EX-10 13 filename13.htm EX-10.28(vi)

[ * ] = Certain confidential information contained in this document, marked by brackets, has been omitted and filed separately with the Securities and Exchange Commission pursuant to Rule 406 of the Securities Act of 1933, as amended.

 

Exhibit 10.28(vi)

AMENDMENT NO. 4 TO PROCESS DEVELOPMENT AND CLINICAL SUPPLY AGREEMENT

THIS AMENDMENT NO. 4 (the “Fourth Amendment”) is effective as of January 24, 2011 (the “Fourth Amendment Effective Date”) by and between Boehringer Ingelheim Pharma GmbH & Co. KG (“BI Pharma”) and FibroGen, Inc. (“FibroGen”) amends the Process Development and Clinical Supply Agreement entered into by and between BI Pharma and FibroGen on November 29, 2007, as amended pursuant to the letter agreements entered into as of on June 26, 2008 and August 18, 2008, the First Amendment on May 14, 2009 and the Third Amendment on November 5, 2010 (the “Supply Agreement”). BI Pharma and FibroGen shall be referred to individually herein as a “Party”, and collectively as, the “Parties”.

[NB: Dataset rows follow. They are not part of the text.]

//! Client-side state containers
//!
//! - [`ui`]: in-memory sidebar and theme flags
//! - [`session`]: the chat session id, written through to durable storage
//! - [`toast`]: self-expiring user notifications
//!
//! Stores are plain values handed to their consumers (usually through
//! [`AppContext`](crate::app::AppContext)); there is no global instance.

pub mod session;
pub mod toast;
pub mod ui;

pub use session::{
    ChatState, MemorySessionRepository, SessionRepository, SessionStore, SledSessionRepository,
};
pub use toast::{Toast, ToastKind, ToastQueue, TOAST_DURATION};
pub use ui::{Theme, UiState, UiStore};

WHEREAS, as contemplated under Section 2.4 of the Supply Agreement, BI Pharma has conducted on behalf of FibroGen [ * ] using the Product [ * ], and the Process and the Product [ * ] have not been materially changed;

WHEREAS, the Parties have agreed upon Specifications to which the Product must be manufactured by BI Pharma, both for bulk drug substance and formulated drug product; and

WHEREAS, FibroGen wishes to engage BI Pharma to conduct additional GMP runs, in compliance with the terms of the Supply Agreement.

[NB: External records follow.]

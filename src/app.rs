//! Application context
//!
//! [`AppContext`] wires the request client, the resource services, and the
//! three stores together and hands them to consumers explicitly. It has an
//! explicit lifecycle: [`AppContext::init`] builds everything from a
//! [`Config`], [`AppContext::teardown`] cancels pending toast timers, resets
//! the UI store, and flushes session storage.

use std::sync::Arc;

use crate::api::transport::http::HttpTransport;
use crate::api::transport::Transport;
use crate::api::RequestClient;
use crate::config::Config;
use crate::error::Result;
use crate::services::{DatasetService, UserService};
use crate::store::{SessionRepository, SessionStore, SledSessionRepository, ToastQueue, UiStore};

/// Everything a dashboard consumer needs, owned in one place.
#[derive(Debug)]
pub struct AppContext {
    /// Dataset endpoints
    pub datasets: DatasetService,
    /// User endpoints
    pub users: UserService,
    /// Sidebar and theme flags
    pub ui: Arc<UiStore>,
    /// Persisted chat session
    pub session: Arc<SessionStore>,
    /// User-facing notifications
    pub toasts: Arc<ToastQueue>,
}

impl AppContext {
    /// Build a context from configuration
    ///
    /// Uses an [`HttpTransport`] against the resolved base URL and a
    /// [`SledSessionRepository`] at `storage.path` (or the platform data
    /// directory).
    ///
    /// # Errors
    ///
    /// Returns an error if the base URL does not resolve, the HTTP client
    /// cannot be built, or the session database cannot be opened.
    pub fn init(config: &Config) -> Result<Self> {
        let base_url = config.resolved_base_url()?;
        tracing::debug!(base_url = %base_url, "Initializing application context");

        let transport = HttpTransport::from_config(base_url, &config.api)?;
        let repo = SledSessionRepository::open(config.storage.path.as_deref())?;

        Ok(Self::with_parts(Arc::new(transport), Arc::new(repo)))
    }

    /// Build a context from an explicit transport and session repository
    pub fn with_parts(
        transport: Arc<dyn Transport>,
        repo: Arc<dyn SessionRepository>,
    ) -> Self {
        let client = RequestClient::new(transport);
        Self {
            datasets: DatasetService::new(client.clone()),
            users: UserService::new(client),
            ui: Arc::new(UiStore::new()),
            session: Arc::new(SessionStore::new(repo)),
            toasts: Arc::new(ToastQueue::new()),
        }
    }

    /// Surface a failure as an error toast, passing the result through
    ///
    /// Successful results are returned untouched. Errors are returned
    /// unchanged after an [`Error`](crate::store::ToastKind::Error) toast
    /// carrying their message has been shown.
    pub fn report<T>(&self, result: Result<T>) -> Result<T> {
        if let Err(e) = &result {
            self.toasts.error(e.to_string());
        }
        result
    }

    /// Release resources held by the context
    ///
    /// # Errors
    ///
    /// Returns the session repository's flush error.
    pub fn teardown(self) -> Result<()> {
        tracing::debug!("Tearing down application context");
        self.toasts.clear();
        self.ui.reset();
        self.session.flush()
    }
}

#[cfg(test)]
mod tests {
    use super::*;
    use crate::api::transport::fake::FakeTransport;
    use crate::api::transport::Method;
    use crate::error::DashError;
    use crate::store::{MemorySessionRepository, Theme, ToastKind};
    use serde_json::json;

    fn context() -> (AppContext, Arc<FakeTransport>, Arc<MemorySessionRepository>) {
        let fake = Arc::new(FakeTransport::new());
        let repo = Arc::new(MemorySessionRepository::new());
        let ctx = AppContext::with_parts(fake.clone(), repo.clone());
        (ctx, fake, repo)
    }

    #[tokio::test]
    async fn test_get_dataset_end_to_end() {
        let (ctx, fake, _) = context();
        fake.respond_ok(
            Method::Get,
            "/api/dataset/42",
            json!({"id": "42", "name": "Sales"}),
        );

        let dataset = ctx.report(ctx.datasets.get_dataset("42").await).unwrap();
        assert_eq!(dataset.id, "42");
        assert!(ctx.toasts.is_empty());
    }

    #[tokio::test]
    async fn test_not_found_records_error_toast() {
        let (ctx, _fake, _) = context();

        let err = ctx
            .report(ctx.datasets.get_dataset("42").await)
            .unwrap_err();
        assert_eq!(
            err.downcast_ref::<DashError>().and_then(DashError::status),
            Some(404)
        );

        let toasts = ctx.toasts.toasts();
        assert_eq!(toasts.len(), 1);
        assert_eq!(toasts[0].kind, ToastKind::Error);
        assert!(toasts[0].message.contains("404"));
    }

    #[tokio::test]
    async fn test_teardown_resets_stores_and_keeps_session() {
        let (ctx, _fake, repo) = context();
        ctx.ui.set_theme(Theme::Dark);
        ctx.session.set_session_id("s-1");
        let ui = Arc::clone(&ctx.ui);
        let toasts = Arc::clone(&ctx.toasts);
        toasts.info("pending");

        ctx.teardown().unwrap();

        assert_eq!(ui.theme(), Theme::System);
        assert!(toasts.is_empty());

        let restarted = SessionStore::new(repo);
        assert_eq!(restarted.session_id().as_deref(), Some("s-1"));
    }

    #[test]
    fn test_init_with_temp_storage() {
        let dir = crate::test_utils::temp_dir();
        let config = crate::test_utils::test_config("http://127.0.0.1:8080/api", &dir);

        let ctx = AppContext::init(&config).unwrap();
        assert!(ctx.session.session_id().is_none());
    }

    #[test]
    fn test_init_rejects_bad_origin() {
        let mut config = Config::default();
        config.api.origin = "nope".to_string();
        assert!(AppContext::init(&config).is_err());
    }
}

NOW, THEREFORE, for good and valuable consideration, the receipt and sufficiency of which is hereby acknowledged, the Parties agree as follows:

 

  (1) Unless otherwise defined herein, all capitalized terms and phrases used in this Fourth Amendment shall have the meaning ascribed to them in the Supply Agreement.

 

  (2) Pursuant to Section 2.2 of the Supply Agreement, the work plan entitled “[ * ]”, attached hereto as Exhibit A, is hereby added as an amendment to Appendix 2 to the Supply Agreement BI Pharma, and pursuant thereto BI Pharma shall manufacture on behalf of FibroGen in accordance with the Supply Agreement, [ * ] and [ * ].

 

  (3) The Specifications for the Product to be produced pursuant to Section 2 hereof have agreed to by the Parties and are set forth in the Amended and Restated Quality Agreement by and between the Parties, and are hereby added as an amendment to Appendix 9 to the Supply Agreement, and shall apply to the activities contemplated by Section (2) above as part of the Acceptance Criteria for the Product.

 

  (4) This Fourth Amendment, together with the Supply Agreement, contains the entire understanding of the Parties with respect to the subject matter hereof. Except as otherwise provided herein, the Supply Agreement has not been modified or amended and remains in full force and effect. All express or implied agreements and understandings that conflict with the terms of this Fourth Amendment, either oral or written, heretofore made with respect to subject matter herein are expressly superseded by this Fourth Amendment.

 

 

 

CONFIDENTIAL

   1   


  (5) This Fourth Amendment may be executed in counterparts, each of which shall be deemed an original, and all of which together shall constitute one and the same instrument. Counterparts may be signed and delivered by facsimile and/or via portable document format (pdf) (or similar format), each of which shall be binding when sent.

IN WITNESS WHEREOF, the Parties have executed this Fourth Amendment to the Supply Agreement as of Fourth Amendment Effective Date.

 

FIBROGEN, INC.
By:  

/s/ Michael Lowenstein

Name:  

Michael Lowenstein

Title:  

Legal Attorney

Date:  

January 24, 2011

BOEHRINGER INGELHEIM PHARMA GMBH & CO. KG

ppa.

By:  

[ * ]

Name:  

[ * ]

Title:  

VP Legal Germany

Date:  

January 27, 2011

BOEHRINGER INGELHEIM PHARMA GMBH & CO. KG

ppa.

By:  

[ * ]

Name:  

[ * ]

Title:  

VP Business & Contracts

Date:  

January 28, 2011

 

CONFIDENTIAL   2  

 

[ * ] = Certain confidential information contained in this document, marked by brackets, has been omitted and filed separately with the Securities and Exchange Commission pursuant to Rule 406 of the Securities Act of 1933, as amended.


EXHIBIT A

[ * ]

 

CONFIDENTIAL   3  

 

[ * ] = Certain confidential information contained in this document, marked by brackets, has been omitted and filed separately with the Securities and Exchange Commission pursuant to Rule 406 of the Securities Act of 1933, as amended.